_Task statement_. Below are lines of data; restate word for word those running from the line containing "pub enum ConfigError" to the line containing "base for a walk", inclusive, and no others.

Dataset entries
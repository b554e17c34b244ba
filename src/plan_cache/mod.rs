//! Plan cache keys built from parameterized trees
//!
//! Only the key lives here. Storing and selecting cached plans belongs to
//! the query planner.

mod key;

pub use key::{KeyError, PlanCacheKey};
//! Match expression tree
//!
//! `MatchExpr` is the closed set of node kinds a filter is built from.
//! Trees are finite and acyclic; interior nodes own their children.
//!
//! Leaves that can stand in for a parameter slot carry their slot id(s) in
//! a `Cell`, next to the literal they replace. Annotation therefore only
//! needs a shared reference, and code holding `&MatchExpr` can never change
//! the shape of the tree.

use std::cell::Cell;
use std::collections::BTreeSet;
use std::fmt;

use regex::{Regex, RegexBuilder};
use serde::Serialize;

use super::errors::{ParseError, ParseResult};
use super::value::Literal;

/// Identifier of a parameter slot
pub type InputParamId = usize;

/// Slot annotation attached to a leaf
pub type ParamSlot = Cell<Option<InputParamId>>;

// =============================================================================
// Value types
// =============================================================================

/// Value types understood by `$type`
#[derive(Debug, Clone, Copy, PartialEq, Eq, PartialOrd, Ord, Hash, Serialize)]
#[serde(rename_all = "camelCase")]
pub enum BsonType {
    MinKey,
    Double,
    String,
    Object,
    Array,
    BinData,
    ObjectId,
    Bool,
    Date,
    Null,
    Regex,
    Int,
    Timestamp,
    Long,
    Decimal,
    MaxKey,
}
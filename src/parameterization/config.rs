//! Parameterization configuration
//!
//! Loaded from a JSON file. Missing keys take their defaults:
//!
//! ```json
//! { "max_param_count": 64, "starting_param_id": 0 }
//! ```

use std::fs;
use std::path::{Path, PathBuf};

use serde::{Deserialize, Serialize};
use thiserror::Error;

use crate::matcher::InputParamId;

/// Configuration failures
#[derive(Debug, Error)]
pub enum ConfigError {
    #[error("failed to read config {path}: {source}")]
    Read {
        path: PathBuf,
        #[source]
        source: std::io::Error,
    },

    #[error("invalid config JSON: {0}")]
    Json(#[from] serde_json::Error),

    #[error("max_param_count ({max}) is below starting_param_id ({start})")]
    BudgetBelowStart { max: usize, start: InputParamId },
}

impl ConfigError {
    pub fn code(&self) -> &'static str {
        match self {
            ConfigError::Read { .. } => "MATCHPARAM_CONFIG_READ",
            ConfigError::Json(_) => "MATCHPARAM_CONFIG_JSON",
            ConfigError::BudgetBelowStart { .. } => "MATCHPARAM_CONFIG_INVALID",
        }
    }
}

/// Budget and id base for a walk
#[derive(Debug, Clone, Copy, PartialEq, Eq, Default, Serialize, Deserialize)]
pub struct ParameterizationConfig {
    /// Slot ids at or beyond this value are never issued. `None` is unlimited.
    #[serde(default)]
    pub max_param_count: Option<usize>,

    /// First slot id issued
    #[serde(default)]
    pub starting_param_id: InputParamId,
}

impl ParameterizationConfig {
    pub fn unlimited() -> Self {
        Self::default()
    }

    pub fn with_max_param_count(mut self, max_param_count: usize) -> Self {
        self.max_param_count = Some(max_param_count);
        self
    }

    pub fn with_starting_param_id(mut self, starting_param_id: InputParamId) -> Self {
        self.starting_param_id = starting_param_id;
        self
    }

    /// Read, parse, and validate a config file
    pub fn load(path: &Path) -> Result<Self, ConfigError> {
        let content = fs::read_to_string(path).map_err(|source| ConfigError::Read {
            path: path.to_path_buf(),
            source,
        })?;

        let config: ParameterizationConfig = serde_json::from_str(&content)?;
        config.validate()?;

        Ok(config)
    }

    pub fn validate(&self) -> Result<(), ConfigError> {
        if let Some(max) = self.max_param_count {
            if max < self.starting_param_id {
                return Err(ConfigError::BudgetBelowStart {
                    max,
                    start: self.starting_param_id,
                });
            }
        }
        Ok(())
    }
}
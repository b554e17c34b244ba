//! Budget Semantics Tests
//!
//! Tests for the slot budget:
//! - Exceeding the budget clears the flag for the rest of the walk
//! - Two-slot nodes are parameterized fully or not at all
//! - A forest shares one id space and one budget

use matchparam::matcher::{parse_filter, MatchExpr};
use matchparam::parameterization::{
    parameterize, parameterize_forest, ParameterizationConfig, ParameterizationContext,
};
use matchparam::plan_cache::PlanCacheKey;
use serde_json::json;

// =============================================================================
// Helper Functions
// =============================================================================

fn budget(max: usize) -> ParameterizationConfig {
    ParameterizationConfig::unlimited().with_max_param_count(max)
}

fn comparison_slot(expr: &MatchExpr) -> Option<usize> {
    expr.comparison().and_then(|c| c.input_param_id())
}

// =============================================================================
// Sticky Failure
// =============================================================================

/// Budget 2 with three leaves: 0, 1, then nothing for the rest.
#[test]
fn test_third_leaf_trips_budget() {
    let t = parse_filter(&json!({"a": 1, "b": 2, "c": 3, "d": 4})).unwrap();
    let outcome = parameterize(&t, &budget(2));

    assert!(!outcome.parameterized);
    let slots: Vec<_> = t.children().iter().map(comparison_slot).collect();
    assert_eq!(slots, vec![Some(0), Some(1), None, None]);
    assert_eq!(outcome.next_param_id, 2);
    assert_eq!(outcome.slot_count(), 2);
}

/// Once exhausted, even a leaf that could reuse an existing slot gets none.
#[test]
fn test_no_reuse_after_failure() {
    let t = parse_filter(&json!({"$or": [{"a": 1}, {"b": 2}, {"a": 1}]})).unwrap();
    let outcome = parameterize(&t, &budget(1));

    assert!(!outcome.parameterized);
    let slots: Vec<_> = t.children().iter().map(comparison_slot).collect();
    assert_eq!(slots, vec![Some(0), None, None]);
}

/// Reuse consumes no budget.
#[test]
fn test_reuse_fits_tight_budget() {
    let t = parse_filter(&json!({"$or": [{"a": 1}, {"a": 1, "b": 2}]})).unwrap();
    let outcome = parameterize(&t, &budget(2));

    assert!(outcome.parameterized);
    assert_eq!(outcome.slot_count(), 2);
}

/// Budget exactly equal to the need succeeds.
#[test]
fn test_exact_budget_succeeds() {
    let t = parse_filter(&json!({"a": 1, "b": 2})).unwrap();
    let outcome = parameterize(&t, &budget(2));
    assert!(outcome.parameterized);
}

/// A zero budget fails on the first eligible leaf.
#[test]
fn test_zero_budget() {
    let t = parse_filter(&json!({"a": 1})).unwrap();
    let outcome = parameterize(&t, &budget(0));

    assert!(!outcome.parameterized);
    assert_eq!(comparison_slot(&t), None);
}

/// A tree with no eligible leaf is parameterized under any budget.
#[test]
fn test_nothing_eligible_is_success() {
    let t = parse_filter(&json!({"a": null, "b": {"$exists": true}})).unwrap();
    let outcome = parameterize(&t, &budget(0));

    assert!(outcome.parameterized);
    assert_eq!(outcome.slot_count(), 0);
}

// =============================================================================
// All-Or-Nothing Groups
// =============================================================================

/// Budget 1 and a bit test first: zero slots, flag cleared.
#[test]
fn test_bit_test_gets_zero_not_one() {
    let t = parse_filter(&json!({"f": {"$bitsAllSet": [1, 2]}})).unwrap();
    let outcome = parameterize(&t, &budget(1));

    assert!(!outcome.parameterized);
    assert_eq!(outcome.slot_count(), 0);
    let bits = t.bit_test().unwrap();
    assert_eq!(bits.bit_positions_param_id(), None);
    assert_eq!(bits.bitmask_param_id(), None);

    // The key builder would reject a half-assigned group; here there is none
    assert!(PlanCacheKey::build(&t).is_ok());
}

/// The group check clears the flag even though one slot was still free.
#[test]
fn test_group_check_blocks_later_single_slot() {
    let t = parse_filter(&json!({"n": {"$mod": [5, 0]}, "a": 1})).unwrap();
    let outcome = parameterize(&t, &budget(1));

    assert!(!outcome.parameterized);
    assert_eq!(comparison_slot(&t.children()[1]), None);
    assert_eq!(outcome.slot_count(), 0);
}

/// A regex after one comparison with budget 2 stays whole-or-nothing.
#[test]
fn test_regex_group_after_single() {
    let t = parse_filter(&json!({"a": 1, "s": {"$regex": "^p"}})).unwrap();
    let outcome = parameterize(&t, &budget(2));

    assert!(!outcome.parameterized);
    assert_eq!(outcome.slot_count(), 1);
    match &t.children()[1] {
        MatchExpr::Regex(r) => {
            assert_eq!(r.source_regex_param_id(), None);
            assert_eq!(r.compiled_regex_param_id(), None);
        }
        other => panic!("expected regex, got {}", other.kind()),
    }
}

// =============================================================================
// Context Contract
// =============================================================================

/// `available_param_ids` is a check, not a reservation.
#[test]
fn test_available_param_ids_reserves_nothing() {
    let a = MatchExpr::eq("a", 1);
    let mut ctx = ParameterizationContext::new(Some(3), 0);

    assert!(ctx.available_param_ids(3));
    assert_eq!(ctx.next_param_id(), 0);
    assert_eq!(ctx.next_input_param_id(&a), Some(0));
    assert!(!ctx.available_param_ids(3));
    assert!(!ctx.parameterized());
}

// =============================================================================
// Forests
// =============================================================================

/// Later trees continue the id sequence of earlier ones.
#[test]
fn test_forest_ids_unique() {
    let roots = vec![
        parse_filter(&json!({"a": 1, "b": 2})).unwrap(),
        parse_filter(&json!({"a": 1})).unwrap(),
        parse_filter(&json!({"n": {"$mod": [2, 1]}})).unwrap(),
    ];
    let forest = parameterize_forest(&roots, &ParameterizationConfig::unlimited());

    assert!(forest.parameterized());
    assert_eq!(comparison_slot(&roots[1]), Some(2));
    assert_eq!(forest.trees[2].starting_param_id, 3);
    assert_eq!(forest.next_param_id(), Some(5));
}

/// The budget caps the whole forest, not each tree.
#[test]
fn test_forest_budget_is_total() {
    let roots = vec![
        parse_filter(&json!({"a": 1, "b": 2})).unwrap(),
        parse_filter(&json!({"c": 3, "d": 4})).unwrap(),
    ];
    let forest = parameterize_forest(&roots, &budget(3));

    assert!(forest.trees[0].parameterized);
    assert!(!forest.trees[1].parameterized);
    assert!(!forest.parameterized());
    assert_eq!(forest.slot_count(), 3);
}
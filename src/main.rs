//! matchparam CLI entry point
//!
//! Parses arguments, dispatches to the CLI module, and exits non-zero on
//! failure. All logic lives in `cli`.

use matchparam::cli;
use matchparam::observability::{log_event_with_fields, Event};

fn main() {
    if let Err(e) = cli::run() {
        log_event_with_fields(Event::FatalError, &[("code", e.code_str())]);
        eprintln!("{}", e);
        std::process::exit(1);
    }
}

_Output for this task_.
pub enum ConfigError {
    #[error("failed to read config {path}: {source}")]
    Read {
        path: PathBuf,
        #[source]
        source: std::io::Error,
    },

    #[error("invalid config JSON: {0}")]
    Json(#[from] serde_json::Error),

    #[error("max_param_count ({max}) is below starting_param_id ({start})")]
    BudgetBelowStart { max: usize, start: InputParamId },
}

impl ConfigError {
    pub fn code(&self) -> &'static str {
        match self {
            ConfigError::Read { .. } => "MATCHPARAM_CONFIG_READ",
            ConfigError::Json(_) => "MATCHPARAM_CONFIG_JSON",
            ConfigError::BudgetBelowStart { .. } => "MATCHPARAM_CONFIG_INVALID",
        }
    }
}

/// Budget and id base for a walk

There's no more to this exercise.